SpaceX's Moon Passenger Shares Photo of Ambitious BFR Under Construction

Yusaku Maezawa/Twitter

The BFR is under construction, and it’s going to take one passenger on a trip around the moon. SpaceX CEO Elon Musk announced on Monday that Japanese billionaire Yusaku Maezawa will fly on the company’s giant rocket, alongside six to eight artists in a five-day trip dubbed “Dear Moon.” Maezawa followed the announcement by sharing an image of a major rocket component.

The image, shared on Maezawa’s Twitter page, is a key indicator that Musk’s ambitious rocket plan is more than just a concept on paper. First announced at the International Aeronautical Congress in Adelaide, Australia, last September, the BFR is designed to take the first humans to space with a fully-reusable design that eclipses even the Falcon Heavy in terms of size and power. Musk responded to Maezawa’s image by explaining that he’s standing on “the first BFR airframe/tank barrel section made of a new carbon fiber material.”

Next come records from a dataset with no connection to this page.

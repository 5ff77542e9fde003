//! Interaction controller for the remix page.
//!
//! The controller owns one [`RemixState`] per UI session. Every user event is
//! applied as a transition that produces a new state value; the previous value
//! is never mutated in place.
//!
//! ```text
//! Idle ──submit──▶ Loading ──ok──▶ Success ─┐
//!                     │                      ├──submit──▶ Loading ...
//!                     └──err──▶ Failed ──────┘
//! ```
//!
//! Copy and share actions mark one tweet for a fixed window and are independent
//! of the submission state machine.

use log::{debug, error, info, warn};
use serde::Serialize;
use std::sync::Arc;
use std::time::Duration;
use tokio::sync::Mutex;
use tokio::task::JoinSet;

use crate::clipboard::{ClipboardWriter, LinkOpener};
use crate::error::{ClipboardError, RemixError, GENERIC_FAILURE_MESSAGE};
use crate::remix::{
    build_share_url, format_response, RemixMode, RemixRequest, RemixResult, TextGenerator,
};

/// How long a copied or shared tweet stays marked.
pub const MARK_DURATION: Duration = Duration::from_secs(2);

/// Where the current submission is in its lifecycle.
#[derive(Debug, Clone, Copy, PartialEq, Eq, Default, Serialize)]
#[serde(rename_all = "snake_case")]
pub enum Phase {
    #[default]
    Idle,
    Loading,
    Success,
    Failed,
}

/// Snapshot of everything the page renders.
#[derive(Debug, Clone, PartialEq, Eq, Default, Serialize)]
pub struct RemixState {
    pub input: String,
    pub mode: RemixMode,
    pub phase: Phase,
    pub result: Option<RemixResult>,
    pub error: Option<String>,
    pub marked: Option<usize>,
}

impl RemixState {
    pub fn is_loading(&self) -> bool {
        self.phase == Phase::Loading
    }

    /// `Idle -> Loading`. Clears any previous error.
    ///
    /// Blank input yields [`RemixError::EmptyInput`] and an in-flight request
    /// yields [`RemixError::Busy`]; in both cases the state is left as it was.
    pub fn begin(
        &self,
        input: &str,
        mode: RemixMode,
    ) -> Result<(Self, RemixRequest), RemixError> {
        if self.is_loading() {
            return Err(RemixError::Busy);
        }
        let request = RemixRequest::new(input, mode)?;
        let next = Self {
            input: input.to_string(),
            mode,
            phase: Phase::Loading,
            error: None,
            ..self.clone()
        };
        Ok((next, request))
    }

    /// `Loading -> Success`. Replaces the result and drops any stale marker.
    pub fn succeed(&self, result: RemixResult) -> Self {
        Self {
            phase: Phase::Success,
            result: Some(result),
            error: None,
            marked: None,
            ..self.clone()
        }
    }

    /// `Loading -> Failed`. The previous result stays on screen.
    pub fn fail(&self) -> Self {
        Self {
            phase: Phase::Failed,
            error: Some(GENERIC_FAILURE_MESSAGE.to_string()),
            ..self.clone()
        }
    }

    /// Returns the displayed tweet at `index`.
    pub fn tweet(&self, index: usize) -> Result<&str, RemixError> {
        self.result
            .as_ref()
            .and_then(RemixResult::tweets)
            .and_then(|tweets| tweets.get(index))
            .map(String::as_str)
            .ok_or(RemixError::NoSuchItem(index))
    }

    /// `Unmarked -> Marked` for the tweet at `index`.
    ///
    /// Returns `None` unless the tweet at `index` still reads `text`, so a
    /// result that was replaced after the user acted is never marked.
    pub fn mark(&self, index: usize, text: &str) -> Option<Self> {
        match self.tweet(index) {
            Ok(current) if current == text => Some(Self {
                marked: Some(index),
                ..self.clone()
            }),
            _ => None,
        }
    }

    /// `Marked -> Unmarked`. Leaves a different marked tweet alone.
    pub fn unmark(&self, index: usize) -> Self {
        if self.marked == Some(index) {
            Self {
                marked: None,
                ..self.clone()
            }
        } else {
            self.clone()
        }
    }
}

/// Drives submissions and per-tweet actions for one UI session.
///
/// Dropping the controller aborts any pending unmark timers.
pub struct RemixController {
    generator: Arc<dyn TextGenerator>,
    clipboard: Arc<dyn ClipboardWriter>,
    opener: Arc<dyn LinkOpener>,
    state: Arc<Mutex<RemixState>>,
    timers: Mutex<JoinSet<()>>,
    mark_duration: Duration,
}

impl RemixController {
    pub fn new(
        generator: Arc<dyn TextGenerator>,
        clipboard: Arc<dyn ClipboardWriter>,
        opener: Arc<dyn LinkOpener>,
    ) -> Self {
        Self {
            generator,
            clipboard,
            opener,
            state: Arc::new(Mutex::new(RemixState::default())),
            timers: Mutex::new(JoinSet::new()),
            mark_duration: MARK_DURATION,
        }
    }

    /// Returns a copy of the current state.
    pub async fn snapshot(&self) -> RemixState {
        self.state.lock().await.clone()
    }

    /// Submits `input` for remixing and waits for the outcome.
    ///
    /// The generation call runs on its own task, so it always completes and
    /// clears the loading state even if the caller stops waiting.
    ///
    /// # Errors
    ///
    /// - [`RemixError::EmptyInput`]: `input` is blank; nothing is sent
    /// - [`RemixError::Busy`]: another submission is in flight; nothing is sent
    /// - [`RemixError::GenerationFailure`]: the upstream call failed
    pub async fn submit(&self, input: &str, mode: RemixMode) -> Result<RemixResult, RemixError> {
        let request = {
            let mut state = self.state.lock().await;
            match state.begin(input, mode) {
                Ok((next, request)) => {
                    *state = next;
                    request
                }
                Err(RemixError::EmptyInput) => {
                    debug!("Ignoring submission with blank input");
                    return Err(RemixError::EmptyInput);
                }
                Err(e) => {
                    warn!("Rejecting submission: {}", e);
                    return Err(e);
                }
            }
        };
        info!("Submitting remix request in {} mode", request.mode());

        let generator = Arc::clone(&self.generator);
        let state = Arc::clone(&self.state);
        let task = tokio::spawn(async move {
            let outcome = generator
                .generate(request.text(), request.mode())
                .await
                .map(|raw| format_response(&raw, request.mode()));

            let mut guard = state.lock().await;
            let next = match &outcome {
                Ok(result) => guard.succeed(result.clone()),
                Err(_) => guard.fail(),
            };
            *guard = next;
            outcome
        });

        match task.await {
            Ok(Ok(result)) => {
                info!("Remix succeeded");
                Ok(result)
            }
            Ok(Err(e)) => {
                warn!("Remix failed: {}", e);
                Err(e)
            }
            Err(e) => {
                error!("Remix task did not complete: {}", e);
                let mut guard = self.state.lock().await;
                let next = guard.fail();
                *guard = next;
                Err(RemixError::GenerationFailure)
            }
        }
    }

    /// Copies the tweet at `index` to the clipboard and marks it.
    ///
    /// A clipboard failure is logged and leaves the tweet unmarked. If the
    /// results change while the clipboard is written, nothing is marked.
    pub async fn copy(&self, index: usize) -> Result<String, RemixError> {
        let text = self.snapshot().await.tweet(index)?.to_string();

        match self.write_clipboard(&text).await {
            Ok(()) => self.mark(index, &text).await,
            Err(e) => error!("Failed to copy tweet: {}", e),
        }
        Ok(text)
    }

    /// Copies the tweet at `index`, marks it, and opens its share link.
    ///
    /// Returns the share URL. Clipboard and browser failures are logged only;
    /// the link is opened even when the clipboard write fails.
    pub async fn share(&self, index: usize) -> Result<String, RemixError> {
        let text = self.snapshot().await.tweet(index)?.to_string();
        self.mark(index, &text).await;

        if let Err(e) = self.write_clipboard(&text).await {
            error!("Failed to copy tweet: {}", e);
        }

        let url = build_share_url(&text);
        let opener = Arc::clone(&self.opener);
        let target = url.clone();
        match tokio::task::spawn_blocking(move || opener.open_link(&target)).await {
            Ok(Ok(())) => info!("Opened share link for tweet {}", index + 1),
            Ok(Err(e)) => error!("Failed to open share link: {}", e),
            Err(e) => error!("Share link task did not complete: {}", e),
        }
        Ok(url)
    }

    /// Aborts pending unmark timers.
    pub async fn shutdown(&self) {
        let mut timers = self.timers.lock().await;
        timers.abort_all();
        debug!("Aborted {} pending unmark timer(s)", timers.len());
    }

    async fn write_clipboard(&self, text: &str) -> Result<(), ClipboardError> {
        let clipboard = Arc::clone(&self.clipboard);
        let text = text.to_string();
        tokio::task::spawn_blocking(move || clipboard.write_text(&text))
            .await
            .map_err(|e| ClipboardError::Unavailable(e.to_string()))?
    }

    async fn mark(&self, index: usize, text: &str) {
        {
            let mut state = self.state.lock().await;
            match state.mark(index, text) {
                Some(next) => *state = next,
                None => {
                    debug!("Tweet {} changed before it could be marked", index + 1);
                    return;
                }
            }
        }
        debug!("Marked tweet {} for {:?}", index + 1, self.mark_duration);

        let state = Arc::clone(&self.state);
        let delay = self.mark_duration;
        let mut timers = self.timers.lock().await;
        while timers.try_join_next().is_some() {}
        timers.spawn(async move {
            tokio::time::sleep(delay).await;
            let mut guard = state.lock().await;
            let next = guard.unmark(index);
            *guard = next;
        });
    }
}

Yusaku Maezawa standing inside the BFR airframe.

Yusaku Maezawa/Twitter

See more: Yusaku Maezawa Is Revealed as SpaceX’s First Lunar Passenger

Maezawa, a 42-year-old businessman that founded the retailer Zozo, is set to become one of the first people to visit the moon since the last Apollo mission in 1972. He plans to invite artists like painters, architects and sculptors on the trip in a bid to inspire them to create dazzling new works. Maezawa cited “Beethoven’s Moonlight Sonata, Van Gogh’s Starry Night, and The Beatles’ Mr. Moonlight” as examples of previous works inspired by the moon.

The BFR itself differs somewhat from previous depictions. Now featuring actuated forward fins, the new design has drawn comparisons to the Tintin comics. Each vehicle will be able to support a payload weight of 100 metric tons. The end goal is to set up propellant refuelling stations around deep space, so humans can shift a large amount of weight around the solar system. Maezawa’s trip will help fund this development.

The trip has a tentative scheduled launch date of 2023. That places it in around the same targeted time frame as the first Mars missions, with the first two unmanned BFR rockets expected to visit the planet in 2022. Ahead of the lunar launch, Maezawa will reach out to top artists to choose people to accompany him on his groundbreaking voyage.